Fria (Guinée) – La ville de Fria a accueilli les 5 et 6 décembre 2025 le tout premier séminaire international consacré à l’autisme jamais organisé en République de Guinée, une initiative qui pourrait marquer un tournant dans la prise en charge des troubles du spectre autistique (TSA) dans le pays. Organisé par la Fondation Salim pour les Enfants Autistes, l’événement a réuni responsables gouvernementaux, acteurs de la société civile, spécialistes et familles confrontées au manque de structures adaptées.
Un événement inédit dans un pays où l’autisme reste largement méconnu
Représentant le Préfet de Fria, M. Amara Bangoura a ouvert le séminaire en soulignant la portée historique de la rencontre :
« La préfecture de Fria a l’insigne honneur d’abriter le premier séminaire sur l’autisme organisé en République de Guinée. Cet événement est d’une importance capitale pour notre pays. »
En Guinée, comme dans de nombreux États d’Afrique de l’Ouest, l’autisme reste peu compris, et largement sous-diagnostiqué. L’absence de professionnels spécialisés et de centres éducatifs adaptés limite fortement l’accès au dépistage, à l’accompagnement et aux stratégies d’inclusion scolaire.
Une initiative née d’un parcours personnel
À l’origine du séminaire se trouve Mme Mariama Aisha Barry, fondatrice de la Fondation Salim et mère d’une jeune femme autiste.

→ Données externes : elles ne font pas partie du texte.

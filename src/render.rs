use crate::cell::Cell;
use std::thread;
use std::time::Duration;

/// Front end that plays back a [Timeline](crate::animation::Timeline). It owns all waiting;
/// the traversal itself never blocks.
pub trait Renderer {
    /// Waits out the delay preceding the next frame.
    fn pause(&mut self, delay: Duration);
    /// Shows the new display state of `cell`.
    fn paint(&mut self, cell: &Cell);
}

/// Ignores delays and draws nothing. The grid still receives every state change.
#[derive(Clone, Copy, Debug, Default)]
pub struct Instant;

impl Renderer for Instant {
    fn pause(&mut self, _: Duration) {}
    fn paint(&mut self, _: &Cell) {}
}

/// Blocks the current thread for every delay before handing the frame to `inner`.
#[derive(Clone, Debug, Default)]
pub struct Sleeping<R> {
    pub inner: R,
}

impl<R: Renderer> Sleeping<R> {
    pub fn new(inner: R) -> Sleeping<R> {
        Sleeping { inner }
    }
}

impl<R: Renderer> Renderer for Sleeping<R> {
    fn pause(&mut self, delay: Duration) {
        if !delay.is_zero() {
            thread::sleep(delay);
        }
        self.inner.pause(delay);
    }
    fn paint(&mut self, cell: &Cell) {
        self.inner.paint(cell);
    }
}

impl<R: Renderer + ?Sized> Renderer for &mut R {
    fn pause(&mut self, delay: Duration) {
        (**self).pause(delay);
    }
    fn paint(&mut self, cell: &Cell) {
        (**self).paint(cell);
    }
}

#[cfg(test)]
mod tests {
    use super::*;
    use crate::cell::CellId;

    #[derive(Default)]
    struct Counter {
        waited: Duration,
        painted: usize,
    }

    impl Renderer for Counter {
        fn pause(&mut self, delay: Duration) {
            self.waited += delay;
        }
        fn paint(&mut self, _: &Cell) {
            self.painted += 1;
        }
    }

    #[test]
    fn sleeping_forwards_to_inner() {
        let mut renderer = Sleeping::new(Counter::default());
        renderer.pause(Duration::from_millis(1));
        renderer.pause(Duration::ZERO);
        renderer.paint(&Cell::new(CellId(1), 0, 0));
        assert_eq!(renderer.inner.waited, Duration::from_millis(1));
        assert_eq!(renderer.inner.painted, 1);
    }
}
use grid_traversal::{
    Algorithm, AnimationTimings, Cell, CellId, Controller, EditMode, GridSize, LogSink, Renderer,
    Simulation, Sleeping,
};
use std::time::Duration;

// Draws a wall across an 8x8 grid with a gap on the right, then lets both traversals find
// their way from the top left to the bottom left corner:
//  ________
// |S       |
// |        |
// |####### |
// |        |
// |E       |
// ...
// Run with RUST_LOG=info to see the run log.

/// Prints every painted cell as it changes.
struct Printer;

impl Renderer for Printer {
    fn pause(&mut self, _: Duration) {}
    fn paint(&mut self, cell: &Cell) {
        println!(
            "({}, {}) -> {}",
            cell.row,
            cell.col,
            cell.state.class_name()
        );
    }
}

fn main() {
    env_logger::init();
    let timings = AnimationTimings {
        step: Duration::from_millis(20),
        before_path: Duration::from_millis(100),
        path_step: Duration::from_millis(40),
        start_endpoint: Duration::from_millis(60),
        end_endpoint: Duration::from_millis(20),
    };
    for algorithm in Algorithm::ALL {
        let sim = Simulation::new(GridSize::default()).with_timings(timings);
        let mut controller = Controller::new(sim, LogSink);
        controller.select_algorithm(algorithm);
        controller.select_mode(EditMode::ToggleWall);
        for col in 0..7 {
            controller.click(CellId(2 * 8 + col + 1));
        }
        controller.select_mode(EditMode::SetStart);
        controller.click(CellId(1));
        controller.select_mode(EditMode::SetEnd);
        controller.click(CellId(4 * 8 + 1));

        println!("{}:\n{}", algorithm, controller.simulation());
        let outcome = controller.run(&mut Sleeping::new(Printer));
        println!("{}", controller.simulation());
        if let Some(path) = outcome.as_ref().and_then(|o| o.path()) {
            println!("Path of {} cells\n", path.len());
        }
    }
}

Basée en Irlande, elle a fait de son expérience personnelle un levier d’action :
« J’ai connu le manque d’accompagnement, le manque de réponses et le manque de structures adaptées. Ma motivation est de donner aux autres ce que j’aurais voulu pour ma fille. »
La Fondation Salim, encore jeune mais déjà active, ambitionne de structurer un réseau de formation et de sensibilisation à l’échelle nationale.
Le soutien des institutions et l'appel à une politique nationale
Parmi les participantes, Mme Fingui Camara, Conseillère nationale au CNT, a rappelé les carences du pays en matière d’information sur les TSA :
« L’autisme est encore très méconnu. Ce séminaire permettra aux participants d’acquérir des compétences pour informer d’autres personnes et mieux accompagner les familles. »
Elle a plaidé en faveur d’un engagement plus ferme de l’État dans l’élaboration d’une politique publique dédiée.
Présente également, Mme Souadou Baldé, Directrice Générale du Patrimoine Bâti de l’État, a insisté sur l’enjeu sociétal :
« Ce n’est pas la différence qui crée l’exclusion, mais le manque de soutien. Les personnes autistes vivent avec nous, travaillent avec nous, apprennent avec nous. Nous devons multiplier les initiatives pour leur intégration. »
Former, informer, inclure : un besoin urgent
Animé par des experts internationaux, le séminaire a abordé les signes de l’autisme, les parcours pédagogiques adaptés et le rôle essentiel des familles, éducateurs et professionnels de santé.
Plusieurs organisations, dont l’Union des Consommateurs de Guinée représentée par Elhadj Boubacar Mitty Barry, ont pris part aux échanges.
Pour les participants, les besoins sont clairs :
- former massivement les enseignants et le personnel de santé ;
- ouvrir des centres spécialisés dans les principales régions du pays ;
- lancer des campagnes nationales de sensibilisation ;
- soutenir les familles souvent isolées et financièrement démunies.
Un enjeu continental
Selon les estimations de l’OMS, les troubles du spectre autistique concernent environ 1 % de la population mondiale, mais leur reconnaissance demeure faible dans de nombreux pays africains, où le diagnostic précoce et les services spécialisés sont très limités.
La Guinée ne fait pas exception.
Les experts appellent à inscrire la question dans les priorités de santé publique, une démarche déjà amorcée au Rwanda, en Afrique du Sud et au Maroc, où des programmes pilotes ont été développés.
Vers un mouvement national pour l’inclusion
Pour les organisateurs, ce premier séminaire pourrait constituer la base d’un mouvement national en faveur de l’autisme.
« L’inclusion doit être un engagement collectif », a rappelé Mme Baldé.
La Fondation Salim espère désormais transformer cette mobilisation inédite en actions durables, dans un pays où les familles restent le plus souvent livrées à elles-mêmes.